Records from a data collection:

use chaincheck_utils::config::{MonitorConfig, DEFAULT_RPC_PORT};
use chaincheck_utils::error::ConfigError;
use clap::Parser;
use log::LevelFilter;

/// Polls a node's block height and reports when block production stalls
#[derive(Debug, Parser)]
#[command(name = "chaincheckd", version, about)]
pub struct Args {
    /// Hostname of the RPC node to poll
    #[clap(short, long, default_value = "rpc-node")]
    pub node: String,

    /// JSON-RPC port of the node
    #[clap(long, default_value_t = DEFAULT_RPC_PORT)]
    pub port: u16,

    /// Seconds between checks
    #[clap(short, long, default_value_t = 5)]
    pub interval: u64,

    /// Number of times the node can be stalled before alerting
    #[clap(short, long, default_value_t = 1)]
    pub tolerance: u64,

    /// Minimum block number to start alerting
    #[clap(long, default_value_t = 0)]
    pub min: u64,

    /// Stop after this number of cycles, 0 to run forever
    #[clap(long, default_value_t = 5)]
    pub stop: u64,

    /// Log level, falls back to LOG_LEVEL then info
    #[clap(long, global = true)]
    pub log_level: Option<LevelFilter>,
}

impl Args {
    pub fn monitor_config(&self) -> Result<MonitorConfig, ConfigError> {
        MonitorConfig::new(
            self.node.clone(),
            self.port,
            self.interval,
            self.tolerance,
            self.min,
            self.stop,
        )
    }
}
pub mod config;
pub mod error;
pub mod log;
pub mod rpc;
pub mod sdk;
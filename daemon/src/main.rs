mod args;
mod monitor;

use args::Args;
use chaincheck_utils::config::Config;
use chaincheck_utils::rpc::RpcClient;
use chaincheck_utils::sdk::AntithesisReporter;
use clap::Parser;
use log::{info, LevelFilter};
use monitor::StallMonitor;

async fn run(args: Args) -> Result<(), Box<dyn std::error::Error>> {
    let config = Config::from_env()?;

    let log_level = args
        .log_level
        .or(config.log_level)
        .unwrap_or(LevelFilter::Info);
    chaincheck_utils::log::init_logger(log_level, config.log_dir.as_deref())?;

    info!("Starting chain check");
    let monitor_config = args.monitor_config()?;
    info!("chain check args: {}", monitor_config);

    let reporter = AntithesisReporter::init();

    let rpc_client = RpcClient::new(monitor_config.rpc_url())?;
    info!("Polling {}", rpc_client.url());

    let mut monitor = StallMonitor::new(monitor_config, rpc_client, reporter);
    monitor.run().await;

    let state = monitor.state();
    info!(
        "Ran {} cycles, last block {:?}, {} consecutive stalls at exit",
        state.cycle, state.last_height, state.consecutive_stalls
    );

    Ok(())
}

#[tokio::main(flavor = "current_thread")]
async fn main() {
    let args = Args::parse();

    if let Err(e) = run(args).await {
        eprintln!("chaincheckd: {}", e);
        std::process::exit(1);
    }
}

» **WHAT THE TASK REQUIRES**
Return the full data above, line for line.

» **YOUR SOLUTION**
use chaincheck_utils::config::{MonitorConfig, DEFAULT_RPC_PORT};
use chaincheck_utils::error::ConfigError;
use clap::Parser;
use log::LevelFilter;

/// Polls a node's block height and reports when block production stalls
#[derive(Debug, Parser)]
#[command(name = "chaincheckd", version, about)]
pub struct Args {
    /// Hostname of the RPC node to poll
    #[clap(short, long, default_value = "rpc-node")]
    pub node: String,

    /// JSON-RPC port of the node
    #[clap(long, default_value_t = DEFAULT_RPC_PORT)]
    pub port: u16,

    /// Seconds between checks
    #[clap(short, long, default_value_t = 5)]
    pub interval: u64,

    /// Number of times the node can be stalled before alerting
    #[clap(short, long, default_value_t = 1)]
    pub tolerance: u64,

    /// Minimum block number to start alerting
    #[clap(long, default_value_t = 0)]
    pub min: u64,

    /// Stop after this number of cycles, 0 to run forever
    #[clap(long, default_value_t = 5)]
    pub stop: u64,

    /// Log level, falls back to LOG_LEVEL then info
    #[clap(long, global = true)]
    pub log_level: Option<LevelFilter>,
}

impl Args {
    pub fn monitor_config(&self) -> Result<MonitorConfig, ConfigError> {
        MonitorConfig::new(
            self.node.clone(),
            self.port,
            self.interval,
            self.tolerance,
            self.min,
            self.stop,
        )
    }
}
pub mod config;
pub mod error;
pub mod log;
pub mod rpc;
pub mod sdk;
filename daemon/src/main.rs
mod args;
mod monitor;

use args::Args;
use chaincheck_utils::config::Config;
use chaincheck_utils::rpc::RpcClient;
use chaincheck_utils::sdk::AntithesisReporter;
use clap::Parser;
use log::{info, LevelFilter};
use monitor::StallMonitor;

async fn run(args: Args) -> Result<(), Box<dyn std::error::Error>> {
    let config = Config::from_env()?;

    let log_level = args
        .log_level
        .or(config.log_level)
        .unwrap_or(LevelFilter::Info);
    chaincheck_utils::log::init_logger(log_level, config.log_dir.as_deref())?;

    info!("Starting chain check");
    let monitor_config = args.monitor_config()?;
    info!("chain check args: {}", monitor_config);

    let reporter = AntithesisReporter::init();

    let rpc_client = RpcClient::new(monitor_config.rpc_url())?;
    info!("Polling {}", rpc_client.url());

    let mut monitor = StallMonitor::new(monitor_config, rpc_client, reporter);
    monitor.run().await;

    let state = monitor.state();
    info!(
        "Ran {} cycles, last block {:?}, {} consecutive stalls at exit",
        state.cycle, state.last_height, state.consecutive_stalls
    );

    Ok(())
}

#[tokio::main(flavor = "current_thread")]
async fn main() {
    let args = Args::parse();

    if let Err(e) = run(args).await {
        eprintln!("chaincheckd: {}", e);
        std::process::exit(1);
    }
}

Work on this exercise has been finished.